Yepppiiii!
Akhirnya aku post after ending, hehe. Agak lama, sih. Semoga kalian gak lupa ceritanya :')
(Iya, AE 1, soalnya masih adaa lagiii)
Selamat membaca 💞
×××
Perasaan Temian berubah sangat tidak enak tepat saat ia melihat burung gagak di atas pohon kering. Padahal, baru saja beberapa saat yang lalu, mereka berhasil mengalahkan Raja Iblis.
"Temian, biar kuobati luka—"
"Tak perlu," potong Temian langsung. Ia segera melewati Celestia, berlari menuju pohon tersebut dan mengangkat tangan kanannya.
Benar saja, burung gagak itu langsung terbang dan hinggap di sana. Dengan perasaan campur aduk, Temian mengambil kertas yang diikat di kaki burung gagak tersebut.
"Itu sihir hitam," cetus Ernest tiba-tiba.
Chaiden yang baru saja selesai diobati, langsung menoleh cepat. "Kenapa masih ada—"
"Diam." Temian menggigit bibirnya, membaca sederet kalimat di atas kertas putih tersebut. Perlahan tapi pasti, matanya mulai berkaca-kaca dan meneteskan air mata.
Hei! Kalau kau membaca ini, mungkin aku sudah mati. Datanglah ke gunung Frash, ada kastil milik Tuan di sana. Omong-omong, saat ini aku juga berada di sana.
Yang aku inginkan bukanlah untukmu melihat mayatku, tapi ... Illya ada di sini. Aku ingin kau menjemputnya. Meski dia bekas bawahan Raja Iblis, kuharap kau bisa memperlakukannya dengan baik.
Ah, tanpa perlu kuminta, aku yakin kau akan melakukannya.
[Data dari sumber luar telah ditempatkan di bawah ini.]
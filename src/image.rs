// image.rs — Runtime-sized image container shared by every pass.
//
// Masks, label images, distance fields, nearest-boundary fields and camera
// frames are all the same shape: a width × height grid stored row-major in a
// single Vec. Keeping one container means the row and column passes of the
// distance transform can hand out disjoint chunks of the buffer to worker
// partitions with plain slice splitting.
//
// Two layers of genericity:
//   Image<T>  : any Copy + Default sample (including non-numeric ones like
//               BoundaryPoint, whose Default is the "undefined" sentinel).
//   Pixel     : numeric samples that carry a PixelFormat tag, so algorithms
//               that only accept some formats can reject the rest at runtime
//               instead of failing to compile at the call site.

use std::fmt;

// ---------------------------------------------------------------------------
// Pixel formats
// ---------------------------------------------------------------------------

/// Runtime tag describing the element type of an image.
#[derive(Debug, Clone, Copy, PartialEq, Eq)]
pub enum PixelFormat {
    /// 8-bit unsigned, single channel.
    U8,
    /// 16-bit unsigned, single channel.
    U16,
    /// 32-bit float, single channel.
    F32,
    /// 8-bit unsigned, three channels (R, G, B).
    Rgb8,
}

/// Three-channel 8-bit color sample, stored as `[r, g, b]`.
pub type Rgb8 = [u8; 3];

/// Trait for numeric sample types that can be stored in an image and
/// inspected by the transform and overlay code.
pub trait Pixel: Copy + Default + Send + Sync + PartialOrd + 'static {
    /// Format tag used for runtime dispatch.
    const FORMAT: PixelFormat;

    /// Raw scalar value (not normalized). Color samples return mean intensity.
    fn to_f32(self) -> f32;

    /// True for any sample other than the zero value.
    #[inline]
    fn is_nonzero(self) -> bool {
        self != Self::default()
    }
}

impl Pixel for u8 {
    const FORMAT: PixelFormat = PixelFormat::U8;

    #[inline]
    fn to_f32(self) -> f32 {
        self as f32
    }
}

impl Pixel for u16 {
    const FORMAT: PixelFormat = PixelFormat::U16;

    #[inline]
    fn to_f32(self) -> f32 {
        self as f32
    }
}

impl Pixel for f32 {
    const FORMAT: PixelFormat = PixelFormat::F32;

    #[inline]
    fn to_f32(self) -> f32 {
        self
    }

    // -0.0 compares equal to 0.0, NaN counts as set.
    #[inline]
    fn is_nonzero(self) -> bool {
        self != 0.0
    }
}

impl Pixel for Rgb8 {
    const FORMAT: PixelFormat = PixelFormat::Rgb8;

    #[inline]
    fn to_f32(self) -> f32 {
        (self[0] as f32 + self[1] as f32 + self[2] as f32) / 3.0
    }
}

// ---------------------------------------------------------------------------
// Image<T>
// ---------------------------------------------------------------------------

/// A 2D grid with runtime dimensions, stored row-major without padding.
#[derive(Clone, PartialEq)]
pub struct Image<T> {
    data: Vec<T>,
    width: usize,
    height: usize,
}

impl<T: Copy + Default> Image<T> {
    /// Create an image filled with `T::default()`.
    pub fn new(width: usize, height: usize) -> Self {
        Self::filled(width, height, T::default())
    }

    /// Create an image with every sample set to `value`.
    pub fn filled(width: usize, height: usize, value: T) -> Self {
        Image {
            data: vec![value; width * height],
            width,
            height,
        }
    }

    /// Wrap an existing row-major buffer.
    ///
    /// # Panics
    /// Panics if `data.len() != width * height`.
    pub fn from_vec(width: usize, height: usize, data: Vec<T>) -> Self {
        assert_eq!(
            data.len(),
            width * height,
            "data length ({}) must equal width * height ({})",
            data.len(),
            width * height,
        );
        Image { data, width, height }
    }

    /// Build an image by evaluating `f(x, y)` at every pixel.
    pub fn from_fn(width: usize, height: usize, mut f: impl FnMut(usize, usize) -> T) -> Self {
        let mut data = Vec::with_capacity(width * height);
        for y in 0..height {
            for x in 0..width {
                data.push(f(x, y));
            }
        }
        Image { data, width, height }
    }

    #[inline]
    pub fn width(&self) -> usize {
        self.width
    }

    #[inline]
    pub fn height(&self) -> usize {
        self.height
    }

    /// `(width, height)`.
    #[inline]
    pub fn size(&self) -> (usize, usize) {
        (self.width, self.height)
    }

    #[inline]
    pub fn is_empty(&self) -> bool {
        self.data.is_empty()
    }

    /// Sample at column `x`, row `y`.
    ///
    /// # Panics
    /// Panics if `(x, y)` is out of bounds.
    #[inline]
    pub fn get(&self, x: usize, y: usize) -> T {
        self.bounds_check(x, y);
        self.data[y * self.width + x]
    }

    /// # Panics
    /// Panics if `(x, y)` is out of bounds.
    #[inline]
    pub fn set(&mut self, x: usize, y: usize, value: T) {
        self.bounds_check(x, y);
        self.data[y * self.width + x] = value;
    }

    /// Borrow row `y`.
    #[inline]
    pub fn row(&self, y: usize) -> &[T] {
        assert!(y < self.height, "row {y} out of bounds (height {})", self.height);
        let start = y * self.width;
        &self.data[start..start + self.width]
    }

    #[inline]
    pub fn row_mut(&mut self, y: usize) -> &mut [T] {
        assert!(y < self.height, "row {y} out of bounds (height {})", self.height);
        let start = y * self.width;
        &mut self.data[start..start + self.width]
    }

    /// Iterate over all samples as `(x, y, value)`.
    pub fn pixels(&self) -> impl Iterator<Item = (usize, usize, T)> + '_ {
        let w = self.width;
        self.data
            .iter()
            .enumerate()
            .map(move |(i, &v)| (i % w, i / w, v))
    }

    /// Overwrite every sample with `value`.
    pub fn fill(&mut self, value: T) {
        self.data.fill(value);
    }

    /// Apply `f` to every sample, producing a new image of the same size.
    pub fn map<U: Copy + Default>(&self, f: impl Fn(T) -> U) -> Image<U> {
        Image {
            data: self.data.iter().map(|&v| f(v)).collect(),
            width: self.width,
            height: self.height,
        }
    }

    pub fn as_slice(&self) -> &[T] {
        &self.data
    }

    pub fn as_mut_slice(&mut self) -> &mut [T] {
        &mut self.data
    }

    pub fn into_vec(self) -> Vec<T> {
        self.data
    }

    #[inline]
    fn bounds_check(&self, x: usize, y: usize) {
        assert!(
            x < self.width && y < self.height,
            "pixel ({x},{y}) out of bounds for image {}×{}",
            self.width,
            self.height,
        );
    }
}

impl<T: Copy + Default> std::ops::Index<(usize, usize)> for Image<T> {
    type Output = T;

    #[inline]
    fn index(&self, (x, y): (usize, usize)) -> &T {
        self.bounds_check(x, y);
        &self.data[y * self.width + x]
    }
}

impl<T: Copy + Default> std::ops::IndexMut<(usize, usize)> for Image<T> {
    #[inline]
    fn index_mut(&mut self, (x, y): (usize, usize)) -> &mut T {
        self.bounds_check(x, y);
        &mut self.data[y * self.width + x]
    }
}

// Small images print their top-left corner; handy in assertion failures.
impl<T: Copy + Default + fmt::Debug> fmt::Debug for Image<T> {
    fn fmt(&self, f: &mut fmt::Formatter<'_>) -> fmt::Result {
        writeln!(
            f,
            "Image<{}> {{ {}×{} }}",
            std::any::type_name::<T>(),
            self.width,
            self.height,
        )?;
        for y in 0..self.height.min(8) {
            write!(f, "  row {y}: [")?;
            for x in 0..self.width.min(16) {
                if x > 0 {
                    write!(f, ", ")?;
                }
                write!(f, "{:?}", self.get(x, y))?;
            }
            if self.width > 16 {
                write!(f, ", ...")?;
            }
            writeln!(f, "]")?;
        }
        if self.height > 8 {
            writeln!(f, "  ...")?;
        }
        Ok(())
    }
}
Dan ... maafkan aku, telah meninggalkanmu sendirian. Kuharap kita bisa bertemu lagi di kehidupan selanjutnya. Aku menyayangimu, Temian. Sungguh, terima kasih banyak, telah berada di sampingku dan mempercayaiku.
Sampai jumpa!
Temian memang tidak membenci kesendirian sebesar Mayo. Namun, bukan berarti ia sama sekali tidak merasa sedih.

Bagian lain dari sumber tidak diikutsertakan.